# Why not wait until all tracker cases before Central Bank  concludes fines?



## Calamity (23 Jun 2022)

I have been listening to this AIB announcement today regarding the fine and there is an issue that I dont get in that why apply these fines when there are still live cases within AIB and other Banks that need to be resolved. Would it not make more sense to deal with all the cases first and then apply the fines afterwards . It makes no sense to me, anyone else like to comment on this..


----------



## Don007 (23 Jun 2022)

I agree, Kbc were fined months ago and still a large cohort of cases remain


----------



## Brendan Burgess (23 Jun 2022)

It's a very interesting point. 

I was disappointed that it took so long to conclude the investigations and fine the banks. 

But, ptsb , KBC and permanent tsb were the first to be concluded.  And now that the investigations are over, they feel free to challenge the recent Ombudsman's decisions in the High Court. 

I would say that AIB was discouraged from challenging the Ombudsman's decision because they knew that it would only antagonise the Central Bank even further. 

But the tracker cases could be going on for years.  People have 6 years to go to the Ombudsman.  They are still getting new tracker complaints. 

Maybe the Central Bank should have issued a preliminary conclusion and fine?
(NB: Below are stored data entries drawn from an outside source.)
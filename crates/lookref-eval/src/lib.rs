//! Spreadsheet lookup & reference functions.
//!
//! Builtins take pre-evaluated [`CalcValue`] arguments and reach the host
//! workbook only through [`FunctionContext`]. Call [`load_builtins`] once to
//! make them available through [`function_registry`].

pub mod compare;
pub mod config;
pub mod function;
pub mod function_registry;
pub mod matcher;
pub mod traits;
pub mod wildcard;

pub mod builtins;

pub mod test_workbook;

#[cfg(test)]
mod tests;

pub use builtins::load_builtins;
pub use config::EvalConfig;
pub use function::{FnCaps, Function};
pub use traits::{CalcValue, FunctionContext, Grid};

pub use builtins::lookup::core::{hlookup, lookup, match_position, vlookup};
pub use builtins::lookup::dynamic::filter;
pub use builtins::reference_fns::{address, index_array, index_reference, indirect, offset};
With it to be reviewed on conclusion of outstanding cases? 

Brendan


----------



## Nordkapp (23 Jun 2022)

Probably obtained a commit to resolve but it is time to put a closure on this.


----------



## Calamity (24 Jun 2022)

I dont understand the logic of the Central Bank imposing these fines until practically all cases are resolved if the cases that have yet to be resolved are compromised in any way. Mine is a KBC case and KBC have already been fined so does that mean that they are now in a better position to challenge clients than had the fine not been imposed . If that is the case then questions need to be answered on this.


----------



## Johnno75 (27 Jun 2022)

Doesn’t it still remain the case that any further decisions of the Ombudsman in relation to any further outstanding issues on the tracker matter will have general applicability across the board to all affected customers?
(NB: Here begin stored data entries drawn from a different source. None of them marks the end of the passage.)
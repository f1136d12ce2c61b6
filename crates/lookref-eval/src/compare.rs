//! Cross-type ordering and equality for lookup targets.
//!
//! Values fall into comparison classes. Inside a class the usual order
//! applies (numbers numerically, text case-insensitively, errors by a fixed
//! rank); across classes two values are incomparable. The approximate
//! search additionally needs a total order, which ranks the classes
//! `Blank < Numeric < Textual < Error`.

use std::cmp::Ordering;

use lookref_common::{ExcelErrorKind, LiteralValue};

/// Comparison class of a value.
#[derive(Copy, Clone, Debug, PartialEq, Eq, PartialOrd, Ord, Hash)]
pub enum CmpClass {
    /// Absence marker (blank cell).
    Blank,
    /// Numbers, booleans and date/time serials.
    Numeric,
    Textual,
    Error,
}

/// Result of comparing two values under lookup rules.
#[derive(Copy, Clone, Debug, PartialEq, Eq)]
pub enum CmpOutcome {
    Less,
    Equal,
    Greater,
    /// Different classes, or an unordered number such as NaN.
    Incomparable,
}

impl From<Ordering> for CmpOutcome {
    fn from(value: Ordering) -> Self {
        match value {
            Ordering::Less => CmpOutcome::Less,
            Ordering::Equal => CmpOutcome::Equal,
            Ordering::Greater => CmpOutcome::Greater,
        }
    }
}

/// Case folding shared by literal comparison and wildcard matching.
pub fn fold_case(text: &str) -> String {
    text.to_lowercase()
}

/// A value reduced to what lookups compare on.
///
/// Text is case-folded once at construction so repeated comparisons during
/// a search stay cheap.
#[derive(Clone, Debug, PartialEq)]
pub enum LookupKey {
    Blank,
    Number(f64),
    Text(String),
    Error(ExcelErrorKind),
}

impl LookupKey {
    pub fn new(value: &LiteralValue) -> Self {
        match value {
            LiteralValue::Empty => LookupKey::Blank,
            LiteralValue::Text(s) => LookupKey::Text(fold_case(s)),
            LiteralValue::Error(e) => LookupKey::Error(e.kind),
            // A nested array has no single value to compare.
            LiteralValue::Array(_) => LookupKey::Error(ExcelErrorKind::Value),
            other => match other.as_serial_number() {
                Some(n) => LookupKey::Number(n),
                None => LookupKey::Error(ExcelErrorKind::Value),
            },
        }
    }

    pub fn class(&self) -> CmpClass {
        match self {
            LookupKey::Blank => CmpClass::Blank,
            LookupKey::Number(_) => CmpClass::Numeric,
            LookupKey::Text(_) => CmpClass::Textual,
            LookupKey::Error(_) => CmpClass::Error,
        }
    }

    /// Class-aware comparison: different classes are `Incomparable`.
    pub fn compare(&self, other: &LookupKey) -> CmpOutcome {
        match (self, other) {
            (LookupKey::Blank, LookupKey::Blank) => CmpOutcome::Equal,
            (LookupKey::Number(a), LookupKey::Number(b)) => {
                a.partial_cmp(b).map_or(CmpOutcome::Incomparable, CmpOutcome::from)
            }
            (LookupKey::Text(a), LookupKey::Text(b)) => a.cmp(b).into(),
            (LookupKey::Error(a), LookupKey::Error(b)) => a.rank().cmp(&b.rank()).into(),
            _ => CmpOutcome::Incomparable,
        }
    }

    /// Total order used by the approximate search: class rank first, then
    /// the in-class order.
    pub fn search_cmp(&self, other: &LookupKey) -> Ordering {
        match (self, other) {
            (LookupKey::Number(a), LookupKey::Number(b)) => a.total_cmp(b),
            _ => match self.compare(other) {
                CmpOutcome::Less => Ordering::Less,
                CmpOutcome::Equal => Ordering::Equal,
                CmpOutcome::Greater => Ordering::Greater,
                CmpOutcome::Incomparable => self.class().cmp(&other.class()),
            },
        }
    }
}

pub fn classify(value: &LiteralValue) -> CmpClass {
    LookupKey::new(value).class()
}

pub fn compare(a: &LiteralValue, b: &LiteralValue) -> CmpOutcome {
    LookupKey::new(a).compare(&LookupKey::new(b))
}

/// Same class and equal within it. Text equality ignores case.
pub fn equals(a: &LiteralValue, b: &LiteralValue) -> bool {
    compare(a, b) == CmpOutcome::Equal
}

pub fn search_order(a: &LiteralValue, b: &LiteralValue) -> Ordering {
    LookupKey::new(a).search_cmp(&LookupKey::new(b))
}

#[cfg(test)]
mod tests {
    use super::*;
    use chrono::NaiveDate;
    use lookref_common::ExcelError;

    fn t(s: &str) -> LiteralValue {
        LiteralValue::Text(s.into())
    }

    #[test]
    fn classes() {
        assert_eq!(classify(&LiteralValue::Int(3)), CmpClass::Numeric);
        assert_eq!(classify(&LiteralValue::Boolean(true)), CmpClass::Numeric);
        let d = NaiveDate::from_ymd_opt(2024, 5, 1).unwrap();
        assert_eq!(classify(&LiteralValue::Date(d)), CmpClass::Numeric);
        assert_eq!(classify(&t("3")), CmpClass::Textual);
        assert_eq!(classify(&LiteralValue::Empty), CmpClass::Blank);
        assert_eq!(
            classify(&LiteralValue::Error(ExcelError::na())),
            CmpClass::Error
        );
    }

    #[test]
    fn numeric_class_mixes_ints_floats_and_booleans() {
        assert_eq!(
            compare(&LiteralValue::Int(2), &LiteralValue::Number(2.0)),
            CmpOutcome::Equal
        );
        assert_eq!(
            compare(&LiteralValue::Boolean(false), &LiteralValue::Boolean(true)),
            CmpOutcome::Less
        );
        assert!(equals(&LiteralValue::Boolean(true), &LiteralValue::Int(1)));
    }

    #[test]
    fn text_is_case_insensitive() {
        assert!(equals(&t("Apple"), &t("aPPLE")));
        assert_eq!(compare(&t("apple"), &t("Banana")), CmpOutcome::Less);
    }

    #[test]
    fn cross_class_is_incomparable() {
        assert_eq!(compare(&t("1"), &LiteralValue::Int(1)), CmpOutcome::Incomparable);
        assert!(!equals(&t("1"), &LiteralValue::Int(1)));
        assert_eq!(
            compare(&LiteralValue::Empty, &LiteralValue::Int(0)),
            CmpOutcome::Incomparable
        );
        assert_eq!(
            compare(&LiteralValue::Number(f64::NAN), &LiteralValue::Number(1.0)),
            CmpOutcome::Incomparable
        );
    }

    #[test]
    fn errors_equal_only_to_themselves() {
        let na = LiteralValue::Error(ExcelError::na());
        let re = LiteralValue::Error(ExcelError::reference());
        assert!(equals(&na, &na.clone()));
        assert!(!equals(&na, &re));
        assert_eq!(compare(&re, &na), CmpOutcome::Less);
    }

    #[test]
    fn search_order_ranks_classes() {
        let ordered = [
            LiteralValue::Empty,
            LiteralValue::Int(-5),
            LiteralValue::Boolean(true),
            LiteralValue::Number(1e9),
            t("A"),
            t("z"),
            LiteralValue::Error(ExcelError::na()),
        ];
        for w in ordered.windows(2) {
            assert_ne!(search_order(&w[0], &w[1]), Ordering::Greater, "{w:?}");
        }
        assert_eq!(search_order(&t("b"), &LiteralValue::Int(100)), Ordering::Greater);
    }
}
//! Text forms of references: A1 (`$B$3`, `'My Sheet'!A1:C4`, `B:D`, `2:5`)
//! and R1C1 (`R3C2`, `R[-1]C[2]`, `R2:R5`, `C4`).

use std::fmt;

#[cfg(feature = "serde")]
use serde::{Deserialize, Serialize};

use crate::address::{AddressError, CellAddress, RangeAddress, Reference};
use crate::coord::{GridCoord, column_to_letters, letters_to_column};

/// Notation used to read or write a reference.
#[cfg_attr(feature = "serde", derive(Serialize, Deserialize))]
#[derive(Copy, Clone, Debug, Eq, PartialEq, Hash, Default)]
pub enum AddressStyle {
    #[default]
    A1,
    R1C1,
}

impl AddressStyle {
    /// The host's boolean flag: TRUE (or omitted) is A1, FALSE is R1C1.
    pub fn from_a1_flag(a1: bool) -> Self {
        if a1 { AddressStyle::A1 } else { AddressStyle::R1C1 }
    }
}

/// Which components of a formatted address carry `$` anchors.
#[cfg_attr(feature = "serde", derive(Serialize, Deserialize))]
#[derive(Copy, Clone, Debug, Eq, PartialEq, Hash, Default)]
pub enum AbsMode {
    /// `$A$1` / `R1C1`
    #[default]
    Absolute,
    /// `A$1` / `R1C[1]`
    AbsoluteRow,
    /// `$A1` / `R[1]C1`
    AbsoluteCol,
    /// `A1` / `R[1]C[1]`
    Relative,
}

impl AbsMode {
    /// Map ADDRESS's `abs_num` argument (1..=4).
    pub fn from_flag(flag: i64) -> Option<Self> {
        match flag {
            1 => Some(AbsMode::Absolute),
            2 => Some(AbsMode::AbsoluteRow),
            3 => Some(AbsMode::AbsoluteCol),
            4 => Some(AbsMode::Relative),
            _ => None,
        }
    }

    pub fn row_abs(self) -> bool {
        matches!(self, AbsMode::Absolute | AbsMode::AbsoluteRow)
    }

    pub fn col_abs(self) -> bool {
        matches!(self, AbsMode::Absolute | AbsMode::AbsoluteCol)
    }
}

/// Format a coordinate the way ADDRESS does.
///
/// In R1C1 style a relative component is written in brackets with the
/// given number as its offset, so `(2, 3, Relative)` becomes `R[2]C[3]`.
/// A non-empty `sheet` is always quoted: `'Sheet 1'!$A$1`.
pub fn format_address(
    row: u32,
    col: u32,
    abs: AbsMode,
    style: AddressStyle,
    sheet: Option<&str>,
) -> String {
    let mut out = String::new();
    if let Some(sheet) = sheet.filter(|s| !s.is_empty()) {
        out.push('\'');
        out.push_str(&sheet.replace('\'', "''"));
        out.push_str("'!");
    }
    match style {
        AddressStyle::R1C1 => {
            let part = |abs: bool, n: u32| if abs { n.to_string() } else { format!("[{n}]") };
            out.push('R');
            out.push_str(&part(abs.row_abs(), row));
            out.push('C');
            out.push_str(&part(abs.col_abs(), col));
        }
        AddressStyle::A1 => {
            if abs.col_abs() {
                out.push('$');
            }
            out.push_str(&column_to_letters(col));
            if abs.row_abs() {
                out.push('$');
            }
            out.push_str(&row.to_string());
        }
    }
    out
}

/// `Sheet1!`, or `'My Sheet'!` when the name needs quoting.
pub(crate) fn write_sheet_prefix(f: &mut fmt::Formatter<'_>, sheet: &str) -> fmt::Result {
    let plain = !sheet.is_empty()
        && !sheet.as_bytes()[0].is_ascii_digit()
        && sheet
            .chars()
            .all(|c| c.is_alphanumeric() || c == '_' || c == '.');
    if plain {
        write!(f, "{sheet}!")
    } else {
        write!(f, "'{}'!", sheet.replace('\'', "''"))
    }
}

/// Parse reference text in either notation.
///
/// `origin` is the cell relative R1C1 components are measured from; it is
/// ignored for A1 text. Reversed corners (`B2:A1`) are normalised.
pub fn parse_reference(
    text: &str,
    style: AddressStyle,
    origin: Option<GridCoord>,
) -> Result<Reference, AddressError> {
    let text = text.trim();
    let (sheet, body) = split_sheet(text)?;
    let mut parts = body.split(':');
    let first = parts.next().unwrap_or_default();
    let second = parts.next();
    if parts.next().is_some() {
        return Err(AddressError::Malformed(text.to_owned()));
    }
    let parse_part = |p: &str| match style {
        AddressStyle::A1 => parse_a1_part(p),
        AddressStyle::R1C1 => parse_r1c1_part(p, origin),
    };
    let malformed = || AddressError::Malformed(text.to_owned());

    let start = parse_part(first)?.ok_or_else(malformed)?;
    let Some(second) = second else {
        return match start {
            Part::Cell(row, col) => Ok(Reference::Cell(CellAddress::new(
                sheet,
                GridCoord::try_new(row, col)?,
            ))),
            // A lone row or column (R2, C3) spans the whole line.
            Part::Row(row) if style == AddressStyle::R1C1 => {
                Ok(RangeAddress::rows(sheet, checked_row(row)?, checked_row(row)?)?.into())
            }
            Part::Col(col) if style == AddressStyle::R1C1 => {
                Ok(RangeAddress::columns(sheet, checked_col(col)?, checked_col(col)?)?.into())
            }
            _ => Err(malformed()),
        };
    };
    let end = parse_part(second)?.ok_or_else(malformed)?;

    match (start, end) {
        (Part::Cell(r1, c1), Part::Cell(r2, c2)) => {
            let tl = GridCoord::try_new(r1.min(r2), c1.min(c2))?;
            let br = GridCoord::try_new(r1.max(r2), c1.max(c2))?;
            Ok(RangeAddress::new(sheet, tl, br)?.into())
        }
        (Part::Col(a), Part::Col(b)) => {
            let (a, b) = (checked_col(a)?, checked_col(b)?);
            Ok(RangeAddress::columns(sheet, a.min(b), a.max(b))?.into())
        }
        (Part::Row(a), Part::Row(b)) => {
            let (a, b) = (checked_row(a)?, checked_row(b)?);
            Ok(RangeAddress::rows(sheet, a.min(b), a.max(b))?.into())
        }
        _ => Err(malformed()),
    }
}

/// Parse a bare A1 cell (`B7`, `$AA$10`) into a checked coordinate.
pub fn parse_a1_cell(text: &str) -> Result<GridCoord, AddressError> {
    match parse_a1_part(text)? {
        Some(Part::Cell(row, col)) => Ok(GridCoord::try_new(row, col)?),
        _ => Err(AddressError::Malformed(text.to_owned())),
    }
}

#[derive(Copy, Clone, Debug, PartialEq, Eq)]
enum Part {
    Cell(i64, i64),
    Row(i64),
    Col(i64),
}

fn checked_row(row: i64) -> Result<u32, AddressError> {
    Ok(GridCoord::try_new(row, 1)?.row())
}

fn checked_col(col: i64) -> Result<u32, AddressError> {
    Ok(GridCoord::try_new(1, col)?.col())
}

fn split_sheet(text: &str) -> Result<(Option<String>, &str), AddressError> {
    let malformed = || AddressError::Malformed(text.to_owned());
    if let Some(rest) = text.strip_prefix('\'') {
        let mut name = String::new();
        let mut chars = rest.char_indices().peekable();
        while let Some((i, ch)) = chars.next() {
            if ch != '\'' {
                name.push(ch);
                continue;
            }
            if matches!(chars.peek(), Some((_, '\''))) {
                chars.next();
                name.push('\'');
                continue;
            }
            let body = rest[i + 1..].strip_prefix('!').ok_or_else(malformed)?;
            if name.is_empty() {
                return Err(malformed());
            }
            return Ok((Some(name), body));
        }
        return Err(malformed());
    }
    match text.rfind('!') {
        Some(0) => Err(malformed()),
        Some(i) => Ok((Some(text[..i].to_owned()), &text[i + 1..])),
        None => Ok((None, text)),
    }
}

/// Number of leading bytes of `s` satisfying `pred`.
fn span(s: &[u8], pred: impl Fn(u8) -> bool) -> usize {
    s.iter().take_while(|b| pred(**b)).count()
}

fn parse_digits(s: &str) -> Option<i64> {
    // Anything wider than the grid parses as "too large" rather than malformed.
    if s.len() > 12 {
        return Some(i64::MAX);
    }
    s.parse::<i64>().ok()
}

fn parse_a1_part(part: &str) -> Result<Option<Part>, AddressError> {
    let bytes = part.as_bytes();
    let mut i = 0;
    let dollar_col = bytes.first() == Some(&b'$');
    if dollar_col {
        i += 1;
    }
    let letters = span(&bytes[i..], |b| b.is_ascii_alphabetic());
    let col_txt = &part[i..i + letters];
    i += letters;
    let dollar_row = bytes.get(i) == Some(&b'$');
    if dollar_row {
        i += 1;
    }
    let digits = span(&bytes[i..], |b| b.is_ascii_digit());
    let row_txt = &part[i..i + digits];
    i += digits;
    if i != bytes.len() {
        return Ok(None);
    }
    let col = if letters > 0 {
        match letters_to_column(col_txt) {
            Some(c) => Some(c as i64),
            // Up to three letters is column syntax; past XFD it is off-grid.
            None if letters <= 3 => Some(i64::MAX),
            None => return Ok(None),
        }
    } else {
        None
    };
    let row = if digits > 0 { parse_digits(row_txt) } else { None };
    Ok(match (row, col) {
        (Some(r), Some(c)) => Some(Part::Cell(r, c)),
        (None, Some(c)) if !dollar_row => Some(Part::Col(c)),
        (Some(r), None) if !(dollar_col && dollar_row) => Some(Part::Row(r)),
        _ => None,
    })
}

fn parse_r1c1_part(part: &str, origin: Option<GridCoord>) -> Result<Option<Part>, AddressError> {
    let upper = part.to_ascii_uppercase();
    let mut rest = upper.as_str();
    let mut row = None;
    let mut col = None;
    if let Some(r) = rest.strip_prefix('R') {
        let (value, tail) = match r1c1_component(r, origin.map(|o| o.row() as i64))? {
            Some(v) => v,
            None => return Ok(None),
        };
        row = Some(value);
        rest = tail;
    }
    if let Some(c) = rest.strip_prefix('C') {
        let (value, tail) = match r1c1_component(c, origin.map(|o| o.col() as i64))? {
            Some(v) => v,
            None => return Ok(None),
        };
        col = Some(value);
        rest = tail;
    }
    if !rest.is_empty() {
        return Ok(None);
    }
    Ok(match (row, col) {
        (Some(r), Some(c)) => Some(Part::Cell(r, c)),
        (Some(r), None) => Some(Part::Row(r)),
        (None, Some(c)) => Some(Part::Col(c)),
        (None, None) => None,
    })
}

/// One `R`/`C` component after its letter: `5`, `[-2]`, or nothing (same
/// row/column as the origin). Returns the absolute index and the unparsed tail.
fn r1c1_component(
    s: &str,
    origin: Option<i64>,
) -> Result<Option<(i64, &str)>, AddressError> {
    if let Some(inner) = s.strip_prefix('[') {
        let Some(close) = inner.find(']') else {
            return Ok(None);
        };
        let Ok(delta) = inner[..close].parse::<i64>() else {
            return Ok(None);
        };
        let base = origin.ok_or(AddressError::MissingOrigin)?;
        // Saturated sums land off-grid and fail the bounds check.
        return Ok(Some((base.saturating_add(delta), &inner[close + 1..])));
    }
    let digits = span(s.as_bytes(), |b| b.is_ascii_digit());
    if digits == 0 {
        let base = origin.ok_or(AddressError::MissingOrigin)?;
        return Ok(Some((base, s)));
    }
    match parse_digits(&s[..digits]) {
        Some(n) => Ok(Some((n, &s[digits..]))),
        None => Ok(None),
    }
}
Likewise, there are a number of cases still making their way through the courts. If any case is run in the court (ie not settled), the court’s decision will have a precedent value and establish a precedent for all subsequent cases with similar facts.


----------



## Brendan Burgess (27 Jun 2022)

Johnno75 said:


> Doesn’t it still remain the case that any further decisions of the Ombudsman in relation to any further outstanding issues on the tracker matter will have general applicability across the board to all affected customers?



Yes.  

The Central Bank has concluded its investigation and fined, Ulster, KBC and permanent tsb. 

All three have since challenged Ombudsman's decisions in the High Court.  

Brendan


----------



## Calamity (5 Jul 2022)

Brendan Burgess said:


> Yes.
> 
> The Central Bank has concluded its investigation and fined, Ulster, KBC and permanent tsb.
> 
> ...


Thanks Brendan, Just a query on this, does that mean that the early application of these fines could have compromised these Ombudsman cases, if so, then that is certainly an issue.


----------



## Brendan Burgess (5 Jul 2022)

Calamity 

It's a double edged sword. 

The Ombudsman is not compromised in any way.  They could have appealed to the High Court before the investigation was finished, but they were probably less likely to in case they brought down the wrath of the CB on them.

On the other hand, anyone making a complaint to the Ombudsman on the AIB Prevailing Rate issue for more compensation, should be sending a copy of the Central Bank report with their claim to show exactly what they were up to.

Brendan


----------